Given records

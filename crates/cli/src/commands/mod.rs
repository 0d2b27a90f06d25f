mod delete;
mod query;
mod sessions;
mod transfer;
mod worker;

use std::time::Duration;

use sqlw::{LaunchMode, Sessions, SessionsConfig};

use crate::cli::{Cli, Commands};
use crate::error::Result;
use crate::output::OutputFormat;

pub async fn dispatch(cli: Cli) -> Result<()> {
	let format = cli.format;

	// the worker talks frames on stdout and must not build a controller of its own
	if let Commands::Worker {
		ref session,
		ref root,
	} = cli.command
	{
		return worker::execute(session, root.clone()).await;
	}

	let config = build_config(&cli)?;
	tracing::debug!(?config, "Controller configuration");

	let sessions = Sessions::new(config.clone());
	let result = dispatch_command(cli.command, &sessions, &config, format).await;
	sessions.shutdown();
	result
}

async fn dispatch_command(
	command: Commands,
	sessions: &Sessions,
	config: &SessionsConfig,
	format: OutputFormat,
) -> Result<()> {
	match command {
		Commands::Query { session, sql } => query::execute(sessions, &session, &sql, format).await,
		Commands::Statement {
			session,
			sql,
			params,
		} => query::execute_statement(sessions, &session, &sql, &params, format).await,
		Commands::Import { file, name } => {
			transfer::import(sessions, &file, name.as_deref(), format).await
		}
		Commands::Export { session, output } => {
			transfer::export(sessions, config, &session, output, format).await
		}
		Commands::Delete { session } => delete::execute(sessions, config, &session, format).await,
		Commands::Sessions => sessions::execute(config, format),
		Commands::Worker { .. } => unreachable!("handled in dispatch"),
	}
}

/// Translates global flags into controller settings.
pub fn build_config(cli: &Cli) -> Result<SessionsConfig> {
	let call_timeout = match cli.timeout_ms {
		0 => None,
		ms => Some(Duration::from_millis(ms)),
	};

	let mut config = SessionsConfig::default().with_call_timeout(call_timeout);

	config = if cli.transient {
		config.transient()
	} else {
		config.with_storage_root(&cli.storage_dir)
	};

	if cli.process {
		config = config.with_launch_mode(LaunchMode::current_exe()?);
	}

	Ok(config)
}

#[cfg(test)]
mod tests {
	use clap::Parser;

	use super::*;

	#[test]
	fn test_build_config_from_flags() {
		let cli = Cli::try_parse_from([
			"sqlw",
			"--storage-dir",
			"/tmp/sqlw-test",
			"--timeout-ms",
			"0",
			"sessions",
		])
		.unwrap();
		let config = build_config(&cli).unwrap();
		assert_eq!(
			config.storage_root.as_deref(),
			Some(std::path::Path::new("/tmp/sqlw-test"))
		);
		assert_eq!(config.call_timeout, None);
		assert_eq!(config.launch_mode, LaunchMode::Thread);
	}

	#[test]
	fn test_transient_flag_drops_storage_root() {
		let cli = Cli::try_parse_from(["sqlw", "--transient", "--timeout-ms", "500", "sessions"])
			.unwrap();
		let config = build_config(&cli).unwrap();
		assert!(config.storage_root.is_none());
		assert_eq!(config.call_timeout, Some(Duration::from_millis(500)));
	}

	#[test]
	fn test_process_flag_launches_current_exe() {
		let cli = Cli::try_parse_from(["sqlw", "--process", "sessions"]).unwrap();
		let config = build_config(&cli).unwrap();
		assert!(matches!(config.launch_mode, LaunchMode::Process { .. }));
	}
}
//! Moving database images in and out of sessions.

use std::path::{Path, PathBuf};

use anyhow::Context;
use sqlw::{Error, Sessions, SessionsConfig};

use crate::error::{Result, SqlwCliError};
use crate::output::{CommandInputs, ExportData, ImportData, OutputFormat, ResultBuilder, print_result};

pub async fn import(
	sessions: &Sessions,
	file: &Path,
	name: Option<&str>,
	format: OutputFormat,
) -> Result<()> {
	let builder = ResultBuilder::new("import");
	let file_name = upload_file_name(file, name)?;

	let bytes = tokio::fs::read(file)
		.await
		.with_context(|| format!("reading {}", file.display()))?;

	let session = sqlw::parse_upload_name(&file_name)?.to_string();
	let imported = sessions.upload_db(&file_name, bytes).await?;

	let result = builder
		.inputs(CommandInputs {
			session: Some(session.clone()),
			path: Some(file.to_path_buf()),
			..Default::default()
		})
		.data(ImportData {
			session,
			size_bytes: imported.size,
			message: imported.message,
		})
		.build();
	print_result(&result, format);
	Ok(())
}

/// File name handed to the controller: the file's own name, or `name` with
/// the file's extension when importing under another session name.
fn upload_file_name(file: &Path, name: Option<&str>) -> Result<String> {
	let own = file
		.file_name()
		.and_then(|n| n.to_str())
		.ok_or_else(|| SqlwCliError::InvalidInput(format!("not a file name: {}", file.display())))?;

	Ok(match name {
		Some(name) => {
			let extension = file.extension().and_then(|e| e.to_str()).unwrap_or_default();
			format!("{name}.{extension}")
		}
		None => own.to_string(),
	})
}

pub async fn export(
	sessions: &Sessions,
	config: &SessionsConfig,
	session: &str,
	output: Option<PathBuf>,
	format: OutputFormat,
) -> Result<()> {
	let builder = ResultBuilder::new("export");

	// exporting a name that was never persisted would only create an empty file
	if let Some(store) = config.store() {
		if store.lookup(session).is_none() {
			return Err(Error::NoSession(session.to_string()).into());
		}
	}

	let mut downloads = sessions
		.subscribe_downloads()
		.ok_or_else(|| SqlwCliError::MissingSnapshot(session.to_string()))?;

	sessions.create_db(session).await?;
	sessions.download_db(session).await?;

	let message = downloads
		.recv()
		.await
		.map_err(|_| SqlwCliError::MissingSnapshot(session.to_string()))?;

	let path = output.unwrap_or_else(|| PathBuf::from(message.file_name()));
	tokio::fs::write(&path, message.snapshot.as_bytes())
		.await
		.map_err(|source| SqlwCliError::Write {
			path: path.clone(),
			source,
		})?;
	tracing::info!(session = %session, path = %path.display(), "Snapshot written");

	let result = builder
		.inputs(CommandInputs {
			session: Some(session.to_string()),
			path: Some(path.clone()),
			..Default::default()
		})
		.data(ExportData {
			session: message.session,
			path,
			mime_type: message.mime_type.to_string(),
			size_bytes: message.snapshot.len() as u64,
		})
		.build();
	print_result(&result, format);
	Ok(())
}

#[cfg(test)]
mod tests {
	use super::*;

	#[test]
	fn test_upload_file_name() {
		let file = Path::new("/data/orders.sqlite");
		assert_eq!(upload_file_name(file, None).unwrap(), "orders.sqlite");
		assert_eq!(upload_file_name(file, Some("copy")).unwrap(), "copy.sqlite");
		// the extension check still applies to renamed imports
		assert_eq!(upload_file_name(Path::new("notes"), Some("copy")).unwrap(), "copy.");
	}
}
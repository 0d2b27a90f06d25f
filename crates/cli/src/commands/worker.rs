use std::path::PathBuf;

use sqlw_runtime::{DurableStore, StorageBackend};

use crate::error::Result;

/// Serves session `name` over stdio for a parent controller.
///
/// The parent has already probed storage, so `root` is trusted as is.
pub async fn execute(name: &str, root: Option<PathBuf>) -> Result<()> {
	let backend = match root {
		Some(root) => StorageBackend::Durable(DurableStore::new(root)),
		None => StorageBackend::Transient,
	};

	tracing::debug!(session = %name, backend = ?backend.kind(), "Worker starting");
	sqlw_runtime::serve_stdio(name, backend).await?;
	tracing::debug!(session = %name, "Worker exiting");
	Ok(())
}
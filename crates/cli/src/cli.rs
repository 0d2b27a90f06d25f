use std::path::PathBuf;

use clap::{Parser, Subcommand};
use sqlw::DEFAULT_SESSION;

use crate::output::OutputFormat;

#[derive(Parser, Debug)]
#[command(name = "sqlw")]
#[command(about = "Named SQLite sessions, each in its own execution context")]
#[command(version)]
pub struct Cli {
	/// Increase verbosity (-v info, -vv debug)
	#[arg(short, long, global = true, action = clap::ArgAction::Count)]
	pub verbose: u8,

	/// Output format: toon (default), json, ndjson, or text
	#[arg(short = 'f', long, global = true, value_enum, default_value = "toon")]
	pub format: OutputFormat,

	/// Directory holding durable databases
	#[arg(
		long,
		global = true,
		value_name = "DIR",
		env = "SQLW_STORAGE_DIR",
		default_value = ".sqlw"
	)]
	pub storage_dir: PathBuf,

	/// Keep databases in memory only
	#[arg(long, global = true, env = "SQLW_TRANSIENT")]
	pub transient: bool,

	/// Upper bound for each call to a session, in milliseconds (0 waits forever)
	#[arg(
		long,
		global = true,
		value_name = "MS",
		env = "SQLW_TIMEOUT_MS",
		default_value_t = 30_000
	)]
	pub timeout_ms: u64,

	/// Run each session in a child process instead of a thread
	#[arg(long, global = true)]
	pub process: bool,

	#[command(subcommand)]
	pub command: Commands,
}

#[derive(Subcommand, Debug)]
pub enum Commands {
	/// Run SQL and print value-only rows
	#[command(alias = "q")]
	Query {
		#[arg(short, long, default_value = DEFAULT_SESSION)]
		session: String,

		/// One or more `;`-separated statements
		sql: String,
	},

	/// Prepare one statement, bind parameters and print column-tagged records
	#[command(alias = "stmt")]
	Statement {
		#[arg(short, long, default_value = DEFAULT_SESSION)]
		session: String,

		sql: String,

		/// Positional parameter as JSON (`1`, `"a"`, `null`); anything else binds as text
		#[arg(short, long = "param", value_name = "VALUE", action = clap::ArgAction::Append)]
		params: Vec<String>,
	},

	/// Import a `.sqlite` or `.sqlite3` file as the session named after it
	Import {
		file: PathBuf,

		/// Session to import into instead of the file's base name
		#[arg(long = "as", value_name = "NAME")]
		name: Option<String>,
	},

	/// Export a session's database image to a file
	Export {
		#[arg(short, long, default_value = DEFAULT_SESSION)]
		session: String,

		/// Output path (defaults to `<session>.sqlite3` in the current directory)
		output: Option<PathBuf>,
	},

	/// Delete a session's persisted database
	#[command(alias = "rm")]
	Delete {
		#[arg(short, long, default_value = DEFAULT_SESSION)]
		session: String,
	},

	/// List persisted databases
	#[command(alias = "ls")]
	Sessions,

	/// Serve one session over stdin/stdout
	#[command(hide = true)]
	Worker {
		#[arg(long)]
		session: String,

		#[arg(long, value_name = "DIR")]
		root: Option<PathBuf>,
	},
}

impl Commands {
	pub fn name(&self) -> &'static str {
		match self {
			Commands::Query { .. } => "query",
			Commands::Statement { .. } => "statement",
			Commands::Import { .. } => "import",
			Commands::Export { .. } => "export",
			Commands::Delete { .. } => "delete",
			Commands::Sessions => "sessions",
			Commands::Worker { .. } => "worker",
		}
	}
}

#[cfg(test)]
mod tests {
	use clap::CommandFactory;

	use super::*;

	#[test]
	fn test_cli_definition_is_valid() {
		Cli::command().debug_assert();
	}

	#[test]
	fn test_query_defaults() {
		let cli = Cli::try_parse_from(["sqlw", "query", "SELECT 1"]).unwrap();
		assert_eq!(cli.format, OutputFormat::Toon);
		assert!(!cli.process);
		match cli.command {
			Commands::Query { session, sql } => {
				assert_eq!(session, DEFAULT_SESSION);
				assert_eq!(sql, "SELECT 1");
			}
			other => panic!("unexpected command: {other:?}"),
		}
	}

	#[test]
	fn test_statement_params_accumulate() {
		let cli = Cli::try_parse_from([
			"sqlw", "-f", "json", "statement", "-s", "main", "SELECT ?, ?", "-p", "1", "--param",
			"x",
		])
		.unwrap();
		assert_eq!(cli.format, OutputFormat::Json);
		match cli.command {
			Commands::Statement {
				session, params, ..
			} => {
				assert_eq!(session, "main");
				assert_eq!(params, vec!["1", "x"]);
			}
			other => panic!("unexpected command: {other:?}"),
		}
	}

	#[test]
	fn test_worker_arguments() {
		let cli =
			Cli::try_parse_from(["sqlw", "worker", "--session", "w", "--root", "/tmp/db"]).unwrap();
		assert_eq!(cli.command.name(), "worker");
		match cli.command {
			Commands::Worker { session, root } => {
				assert_eq!(session, "w");
				assert_eq!(root, Some(PathBuf::from("/tmp/db")));
			}
			other => panic!("unexpected command: {other:?}"),
		}
	}
}
//! Error types for the sqlw runtime.

use sqlw_protocol::{ErrorKind, ErrorPayload};
use thiserror::Error;

/// Result type alias for runtime operations.
pub type Result<T> = std::result::Result<T, Error>;

/// Errors that can occur while managing sessions and talking to contexts.
#[derive(Debug, Error)]
pub enum Error {
	/// A session with this name is already registered.
	#[error("Session already exists: {0}")]
	AlreadyExists(String),

	/// No session is registered under this name.
	#[error("No session named '{0}'")]
	NoSession(String),

	/// Session name cannot be used as a storage file name.
	#[error("Invalid session name '{name}': {reason}")]
	InvalidName { name: String, reason: &'static str },

	/// Uploaded file does not carry a recognized database extension.
	#[error("Unsupported extension for '{file_name}' (expected .sqlite or .sqlite3)")]
	UnsupportedExtension { file_name: String },

	/// Session is being closed and accepts no further work.
	#[error("Session '{0}' is closing")]
	SessionClosing(String),

	/// Session context has been torn down.
	#[error("Session '{0}' has been terminated")]
	SessionTerminated(String),

	/// Failed to start an execution context.
	#[error("Failed to launch execution context: {0}")]
	LaunchFailed(String),

	/// Transport-level error (framing, pipe I/O).
	#[error("Transport error: {0}")]
	TransportError(String),

	/// Protocol-level error (unexpected or malformed message).
	#[error("Protocol error: {0}")]
	ProtocolError(String),

	/// Channel closed before a response arrived.
	#[error("Channel closed unexpectedly")]
	ChannelClosed,

	/// Typed failure reported by an execution context.
	#[error("{kind}: {message}")]
	Remote { kind: ErrorKind, message: String },

	/// Timeout waiting for a response.
	#[error("Timeout: {0}")]
	Timeout(String),

	/// Caller cancelled the pending call.
	#[error("Call cancelled: {0}")]
	Cancelled(String),

	/// I/O error.
	#[error("I/O error: {0}")]
	Io(#[from] std::io::Error),

	/// JSON serialization/deserialization error.
	#[error("JSON error: {0}")]
	Json(#[from] serde_json::Error),
}

impl Error {
	/// Returns the remote error kind if a context reported this failure.
	pub fn kind(&self) -> Option<ErrorKind> {
		match self {
			Error::Remote { kind, .. } => Some(*kind),
			_ => None,
		}
	}

	/// Returns true if the failure came from the transport rather than the engine.
	pub fn is_channel_error(&self) -> bool {
		matches!(self, Error::ChannelClosed | Error::TransportError(_))
	}

	/// Returns true if this is a timeout error.
	pub fn is_timeout(&self) -> bool {
		matches!(self, Error::Timeout(_))
	}

	/// Returns true if a constraint failed inside the engine.
	pub fn is_constraint_violation(&self) -> bool {
		self.kind() == Some(ErrorKind::EngineConstraintViolation)
	}
}

impl From<ErrorPayload> for Error {
	fn from(payload: ErrorPayload) -> Self {
		Error::Remote {
			kind: payload.kind,
			message: payload.message,
		}
	}
}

Task objective
Go to the line with "pub fn kind(&self)" and set down that line and every line after it, through the end of the material above, word for word.

Final answer
	pub fn kind(&self) -> Option<ErrorKind> {
		match self {
			Error::Remote { kind, .. } => Some(*kind),
			_ => None,
		}
	}

	/// Returns true if the failure came from the transport rather than the engine.
	pub fn is_channel_error(&self) -> bool {
		matches!(self, Error::ChannelClosed | Error::TransportError(_))
	}

	/// Returns true if this is a timeout error.
	pub fn is_timeout(&self) -> bool {
		matches!(self, Error::Timeout(_))
	}

	/// Returns true if a constraint failed inside the engine.
	pub fn is_constraint_violation(&self) -> bool {
		self.kind() == Some(ErrorKind::EngineConstraintViolation)
	}
}

impl From<ErrorPayload> for Error {
	fn from(payload: ErrorPayload) -> Self {
		Error::Remote {
			kind: payload.kind,
			message: payload.message,
		}
	}
}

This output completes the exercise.